Holistic similarity-based prediction of phosphorylation sites for understudied kinases

李宗夷教授研究團隊發表研究成果於Briefings in Bioinformatics



Phosphorylation is an essential mechanism for regulating protein activities. Determining kinase-specific phosphorylation sites by experiments involves time- consuming and expensive analyzes. Although several studies proposed computational methods to model kinase-specific phosphorylation sites, they typically required abundant experimentally verified phosphorylation sites to yield reliable predictions. Nevertheless, the number of experimentally verified phosphorylation sites for most kinases is relatively small, and the targeting phosphorylation sites are still unidentified for some kinases. In fact, there is little research related to these understudied kinases in the literature. Thus, this study aims to create predictive models for these understudied kinases. A kinase-kinase similarity network was generated by merging
the sequence-, functional-, protein-domain- and ‘STRING’-related similarities.

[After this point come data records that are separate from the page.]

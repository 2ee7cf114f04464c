//! Pubsub Web - front service for the pubsub chat page
//!
//! Serves the page's static files and tells each browser which WebSocket and
//! HTTP API endpoints to use, based on the hostname the page was loaded from.

pub mod config;
pub mod constants;
pub mod endpoints;
pub mod error;
pub mod handlers;
pub mod routes;
pub mod security;

// Re-export main components
pub use config::*;
pub use constants::*;
pub use endpoints::{resolve, EndpointResolver, Endpoints};
// Server bind defaults
pub const DEFAULT_HOST: &str = "0.0.0.0";
pub const DEFAULT_PORT: u16 = 8086;
pub const DEFAULT_STATIC_DIR: &str = "./";

// Endpoint templates handed to browser clients
pub const DEFAULT_WS_PORT: u16 = 8083;
pub const DEFAULT_WS_PATH: &str = "/connect";
pub const DEFAULT_API_PORT: u16 = 8086;

// Hostnames that map to the fixed local endpoints (exact, case-sensitive match)
pub const LOOPBACK_HOSTNAMES: [&str; 2] = ["localhost", "127.0.0.1"];
pub const LOCAL_HOSTNAME: &str = "localhost";

// Routes
pub const CONFIG_SCRIPT_PATH: &str = "config.js";
pub const CONFIG_JSON_PATH: &str = "config";
pub const HEALTH_PATH: &str = "health";

pub const SERVICE_NAME: &str = "web-server";
pub const JS_CONTENT_TYPE: &str = "application/javascript; charset=utf-8";
pub const LOG_TARGET: &str = "pubsub_web::access";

Thus, besides sequence data, protein-protein interactions and functional pathways were also considered to aid predictive modelling. This similarity network was then integrated with a classification of kinase groups to yield highly similar kinases to a specific understudied type of kinase. Their experimentally verified phosphorylation sites were leveraged as positive sites to train predictive models. The experimentally verified phosphorylation sites of the understudied kinase were used for validation. Results demonstrate that 82 out of 116 understudied kinases were predicted with adequate performance via the proposed modelling strategy, achieving a balanced accuracy of 0.81, 0.78, 0.84, 0.84, 0.85, 0.82, 0.90, 0.82 and 0.85, for the ‘TK’, ‘Other’, ‘STE’, ‘CAMK’, ‘TKL’, ‘CMGC’, ‘AGC’, ‘CK1’ and ‘Atypical’ groups, respectively. Therefore, this study demonstrates that web-like predictive networks can reliably capture the underlying patterns in such understudied kinases by harnessing relevant sources of similarities to predict their specific phosphorylation sites.